Part business sim and part puzzle Big Pharma lets you take control of a pharmaceutical firm who sets out to answer one question: do you cure the world of illness or do you chase after the almighty dollar? Or maybe a bit of both?
Big Pharma is a good reminder to a graphics snob like me that a game doesn’t need to look like Blood Born to be brutally hard. The idea is to run a successful pharmaceutical company while meeting scenario targets by creating and selling medicinal cures to the world. You take raw materials found in nature and alter them to activate the desired effects while avoiding potentially nasty side effects. No one wants an antihistamine that also causes constipation. That’s just switching one problem for another.
The raw materials come in through a port in the wall and you need to create the cheapest and most efficient layout for your assembly line that will eventually turn that raw material into a pill or other method of delivery. Your assembly line is built by placing the right machines in order and connecting everything with conveyor belts. Each machine has an operating cost that eats into your profit so efficiency and using the same line to create multiple products is key. Sounds pretty easy but each machine has input and output ports that don’t always match up with the last section of your assembly line. Want to put an agglomerator in the corner to increase the effectiveness of your cold medication? Well sorry, it doesn’t fit, now you have to redesign the entire area to accommodate it. Yay.

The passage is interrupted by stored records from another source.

use std::{
    collections::HashSet,
    fs, io,
    path::{Path, PathBuf},
};

use serde::Deserialize;
use thiserror::Error;
use tracing::{debug, info};

use super::models::{Catalog, GameConfig, TabDefinition, UpgradeDefinition, UpgradeId};

/// Tab sources, in navigation order.
pub const TAB_NAMES: [&str; 5] = ["main", "sales", "kitchen", "ingred", "settings"];

const TAB_DIR: &str = "tabs";
const CONFIG_FILE: &str = "config.json";

/// Failure to produce a catalog. Always fatal at startup.
#[derive(Debug, Error)]
pub enum ContentError {
    /// An expected source file does not exist.
    #[error("missing content file {}", path.display())]
    Missing {
        /// Expected location.
        path: PathBuf,
    },
    /// The file exists but could not be read.
    #[error("failed to read {}: {source}", path.display())]
    Read {
        /// Offending file.
        path: PathBuf,
        /// Underlying I/O failure.
        source: io::Error,
    },
    /// The file is not valid JSON of the expected shape.
    #[error("failed to parse {}: {source}", path.display())]
    Parse {
        /// Offending file.
        path: PathBuf,
        /// Underlying decode failure.
        source: serde_json::Error,
    },
    /// The file parsed but violates a content rule.
    #[error("invalid content in {}: {reason}", path.display())]
    Invalid {
        /// Offending file.
        path: PathBuf,
        /// Human readable explanation.
        reason: String,
    },
}

/// Reads tab and config sources beneath a content directory.
#[derive(Debug, Clone)]
pub struct CatalogLoader {
    root_path: PathBuf,
}

impl CatalogLoader {
    /// Build a loader rooted at the given content directory.
    pub fn new(root_path: impl Into<PathBuf>) -> Self {
        Self {
            root_path: root_path.into(),
        }
    }

    /// Path of the definition file for a tab identifier.
    pub fn tab_path(&self, name: &str) -> PathBuf {
        self.root_path.join(TAB_DIR).join(format!("{name}Tab.json"))
    }

    /// Path of the global config file.
    pub fn config_path(&self) -> PathBuf {
        self.root_path.join(CONFIG_FILE)
    }

    /// Load every expected tab plus the global config.
    pub fn load(&self) -> Result<Catalog, ContentError> {
        let mut tabs = Vec::with_capacity(TAB_NAMES.len());
        for name in TAB_NAMES {
            let path = self.tab_path(name);
            let raw: RawTab = read_json(&path)?;
            let tab = build_tab(&path, raw)?;
            debug!(tab = %tab.name, upgrades = tab.upgrades.len(), "Loaded tab");
            tabs.push(tab);
        }

        let config_path = self.config_path();
        let config: GameConfig = read_json(&config_path)?;
        validate_config(&config_path, &config)?;

        let mut names = HashSet::new();
        for (tab, file) in tabs.iter().zip(TAB_NAMES) {
            if !names.insert(tab.name.as_str()) {
                return Err(ContentError::Invalid {
                    path: self.tab_path(file),
                    reason: format!("duplicate tab name '{}'", tab.name),
                });
            }
        }

        info!(
            root = %self.root_path.display(),
            tabs = tabs.len(),
            fps = config.fps,
            "Catalog loaded"
        );
        Ok(Catalog { tabs, config })
    }
}

/// Load the catalog from `base_path`.
pub fn load_catalog(base_path: impl Into<PathBuf>) -> Result<Catalog, ContentError> {
    CatalogLoader::new(base_path).load()
}

fn read_json<T: for<'de> Deserialize<'de>>(path: &Path) -> Result<T, ContentError> {
    let content = fs::read_to_string(path).map_err(|source| {
        if source.kind() == io::ErrorKind::NotFound {
            ContentError::Missing {
                path: path.to_path_buf(),
            }
        } else {
            ContentError::Read {
                path: path.to_path_buf(),
                source,
            }
        }
    })?;
    serde_json::from_str(&content).map_err(|source| ContentError::Parse {
        path: path.to_path_buf(),
        source,
    })
}

fn build_tab(path: &Path, raw: RawTab) -> Result<TabDefinition, ContentError> {
    let invalid = |reason: String| ContentError::Invalid {
        path: path.to_path_buf(),
        reason,
    };

    let name = raw.name.trim().to_string();
    if name.is_empty() {
        return Err(invalid("tab name is empty".to_string()));
    }
    if raw.upgrades.is_empty() {
        return Err(invalid(format!("tab '{name}' has no upgrades")));
    }
    let currency = raw
        .currency
        .map(|value| value.trim().to_string())
        .filter(|value| !value.is_empty());

    let mut ids = HashSet::new();
    let mut descriptions = HashSet::new();
    let mut upgrades = Vec::with_capacity(raw.upgrades.len());
    for upgrade in raw.upgrades {
        let description = upgrade.name;
        if description.trim().is_empty() {
            return Err(invalid(format!("tab '{name}' has an upgrade without a name")));
        }
        for (field, value) in [
            ("cost", upgrade.cost),
            ("growthRate", upgrade.growth_rate),
            ("production", upgrade.production),
        ] {
            if !value.is_finite() || value < 0.0 {
                return Err(invalid(format!(
                    "upgrade '{description}' has {field} {value}; expected a finite non-negative number"
                )));
            }
        }
        if upgrade.growth_rate <= 0.0 {
            return Err(invalid(format!(
                "upgrade '{description}' has growthRate 0; expected a positive number"
            )));
        }

        let id = upgrade
            .id
            .map(|value| value.trim().to_string())
            .filter(|value| !value.is_empty())
            .map(UpgradeId::new)
            .unwrap_or_else(|| UpgradeId::from_description(&description));
        if !descriptions.insert(description.clone()) {
            return Err(invalid(format!("duplicate upgrade '{description}'")));
        }
        if !ids.insert(id.clone()) {
            return Err(invalid(format!("duplicate upgrade id '{id}'")));
        }

        upgrades.push(UpgradeDefinition {
            id,
            description,
            base_cost: upgrade.cost,
            cost_growth_rate: upgrade.growth_rate,
            base_production: upgrade.production,
        });
    }

    Ok(TabDefinition {
        name,
        icon: raw.icon,
        currency,
        upgrades,
    })
}

fn validate_config(path: &Path, config: &GameConfig) -> Result<(), ContentError> {
    if config.fps == 0 || config.rows == 0 || config.cols == 0 {
        return Err(ContentError::Invalid {
            path: path.to_path_buf(),
            reason: format!(
                "fps, rows and cols must be at least 1 (got {}, {}, {})",
                config.fps, config.rows, config.cols
            ),
        });
    }
    Ok(())
}

#[derive(Debug, Deserialize)]
struct RawTab {
    name: String,
    #[serde(default)]
    icon: String,
    #[serde(default)]
    currency: Option<String>,
    upgrades: Vec<RawUpgrade>,
}

#[derive(Debug, Deserialize)]
#[serde(rename_all = "camelCase")]
struct RawUpgrade {
    #[serde(default)]
    id: Option<String>,
    name: String,
    cost: f64,
    growth_rate: f64,
    production: f64,
}

#[cfg(test)]
pub(crate) mod tests {
    use super::*;
    use anyhow::Result;
    use tempfile::tempdir;

    /// Write a minimal but complete content directory used across the crate's tests.
    pub(crate) fn write_fixture(root: &Path) -> Result<()> {
        let tabs = root.join(TAB_DIR);
        fs::create_dir_all(&tabs)?;
        fs::write(
            tabs.join("mainTab.json"),
            r#"{"name": "Main", "icon": "*", "upgrades": [
                {"name": "Welcome", "cost": 0, "growthRate": 1, "production": 0}
            ]}"#,
        )?;
        fs::write(
            tabs.join("salesTab.json"),
            r#"{"name": "Sales", "icon": "$", "currency": "yen", "upgrades": [
                {"name": "Hire a worker", "cost": 10, "growthRate": 1.14, "production": 5},
                {"name": "Food stall", "cost": 100, "growthRate": 1.2, "production": 40}
            ]}"#,
        )?;
        fs::write(
            tabs.join("kitchenTab.json"),
            r#"{"name": "Kitchen", "icon": "+", "currency": "fried rice", "upgrades": [
                {"id": "wok", "name": "Buy a wok", "cost": 5, "growthRate": 1.1, "production": 1}
            ]}"#,
        )?;
        fs::write(
            tabs.join("ingredTab.json"),
            r#"{"name": "Ingred", "icon": "%", "currency": "vegetables", "upgrades": [
                {"name": "Plant a garden", "cost": 2, "growthRate": 1.07, "production": 0.5}
            ]}"#,
        )?;
        fs::write(
            tabs.join("settingsTab.json"),
            r#"{"name": "Settings", "icon": "=", "upgrades": [
                {"name": "Quit", "cost": 0, "growthRate": 1, "production": 0}
            ]}"#,
        )?;
        fs::write(
            root.join(CONFIG_FILE),
            r#"{"fps": 30, "rows": 10, "cols": 30}"#,
        )?;
        Ok(())
    }

    #[test]
    fn loads_tabs_in_fixed_order() -> Result<()> {
        let temp = tempdir()?;
        write_fixture(temp.path())?;

        let catalog = load_catalog(temp.path())?;
        let names: Vec<_> = catalog.tabs.iter().map(|tab| tab.name.as_str()).collect();
        assert_eq!(names, ["Main", "Sales", "Kitchen", "Ingred", "Settings"]);
        assert_eq!(catalog.config.fps, 30);
        assert_eq!(catalog.currencies(), ["yen", "fried rice", "vegetables"]);

        let sales = catalog.tab_named("Sales").expect("sales tab");
        assert_eq!(sales.upgrades[0].id.as_str(), "hire-a-worker");
        assert_eq!(sales.upgrades[0].base_cost, 10.0);
        assert_eq!(sales.upgrades[0].cost_growth_rate, 1.14);
        let kitchen = catalog.tab_named("Kitchen").expect("kitchen tab");
        assert_eq!(kitchen.upgrades[0].id.as_str(), "wok");
        assert!(catalog.tabs[4].upgrades[0].is_quit());
        Ok(())
    }

    #[test]
    fn missing_tab_is_reported() -> Result<()> {
        let temp = tempdir()?;
        write_fixture(temp.path())?;
        fs::remove_file(temp.path().join("tabs/kitchenTab.json"))?;

        let err = load_catalog(temp.path()).unwrap_err();
        assert!(matches!(err, ContentError::Missing { ref path } if path.ends_with("kitchenTab.json")));
        Ok(())
    }

    #[test]
    fn malformed_json_is_a_parse_error() -> Result<()> {
        let temp = tempdir()?;
        write_fixture(temp.path())?;
        fs::write(temp.path().join(CONFIG_FILE), "{\"fps\": 30, \"rows\": ")?;

        let err = load_catalog(temp.path()).unwrap_err();
        assert!(matches!(err, ContentError::Parse { .. }));
        Ok(())
    }

    #[test]
    fn missing_required_field_is_a_parse_error() -> Result<()> {
        let temp = tempdir()?;
        write_fixture(temp.path())?;
        fs::write(
            temp.path().join("tabs/salesTab.json"),
            r#"{"name": "Sales", "upgrades": [{"name": "Hire a worker", "cost": 10}]}"#,
        )?;

        let err = load_catalog(temp.path()).unwrap_err();
        assert!(matches!(err, ContentError::Parse { .. }));
        Ok(())
    }

    #[test]
    fn rejects_invalid_upgrades() -> Result<()> {
        let temp = tempdir()?;
        write_fixture(temp.path())?;
        let sales = temp.path().join("tabs/salesTab.json");

        fs::write(
            &sales,
            r#"{"name": "Sales", "currency": "yen", "upgrades": [
                {"name": "A", "cost": -1, "growthRate": 1.1, "production": 1}
            ]}"#,
        )?;
        assert!(matches!(
            load_catalog(temp.path()),
            Err(ContentError::Invalid { .. })
        ));

        fs::write(
            &sales,
            r#"{"name": "Sales", "currency": "yen", "upgrades": [
                {"name": "A", "cost": 1, "growthRate": 1.1, "production": 1},
                {"name": "A", "cost": 2, "growthRate": 1.1, "production": 1}
            ]}"#,
        )?;
        assert!(matches!(
            load_catalog(temp.path()),
            Err(ContentError::Invalid { .. })
        ));

        fs::write(&sales, r#"{"name": "Sales", "currency": "yen", "upgrades": []}"#)?;
        assert!(matches!(
            load_catalog(temp.path()),
            Err(ContentError::Invalid { .. })
        ));
        Ok(())
    }

    #[test]
    fn rejects_zero_fps() -> Result<()> {
        let temp = tempdir()?;
        write_fixture(temp.path())?;
        fs::write(
            temp.path().join(CONFIG_FILE),
            r#"{"tickRate": 0, "rows": 10, "cols": 30}"#,
        )?;
        assert!(matches!(
            load_catalog(temp.path()),
            Err(ContentError::Invalid { .. })
        ));
        Ok(())
    }
}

Ingredients can be upgraded by reaching a specific range of concentration and running it through a certain machine. These upgraded ingredients can then be used to create more profitable cures for more complex diseases like diabetes. Some ingredients need to mixed with a catalyst to be upgraded leading to a whole other level of complicated. First you need to find the right catalyst, activate the right effect then mix the catalyst with the desired ingredient. Because it wasn’t hard enough before…
To discover new cures you need to hire and send intrepid explorers out into the wild. Each new ingredient you discover requires more explorers than the previous one, increasing the costs of getting your hands on new cures. When your bush whackers are not exploring they accrue points that can be used to decrease the cost of your ingredients. Scientists can be hired as well to research new machines and also accrue points that go towards decreasing operation costs.
In this cut throat world of altruistic profit seeking you are not alone. There are many other companies waiting in the wings itching to create knock offs of your products that cut into your hard earned market share. You are also at the mercy of the market with the demand for certain cures waxing and waning depending on the seasons and events.
Game play wise Big Pharma is pretty simple and intuitive. Right clicks delete machinery and conveyor belts, you can click and drag to connect machines and everything can be found in an easy to navigate side menu. The sheer complexity of the different elements of the game can take a while to learn but the challenge is fun rather than frustrating.
What I really like about the game is the social commentary. We rail against big pharmaceutical companies for not giving their products away to third word countries to eradicate preventable diseases or we become indignant when a new lifesaving drug costs thousands. This game makes a good point: the drug companies have very little motive to be altruistic. The research and production of their drugs costs a lot of money and giving everything away for free soon puts you out of business. It’s a poignant look at an aspect of our society that’s becoming an increasingly hot topic as companies take out patents for specific genes and medicine advances at an ever increasing rate. Like Tropico, Big Pharma presents an interesting topic with tongue and cheek humor in a fun to play game.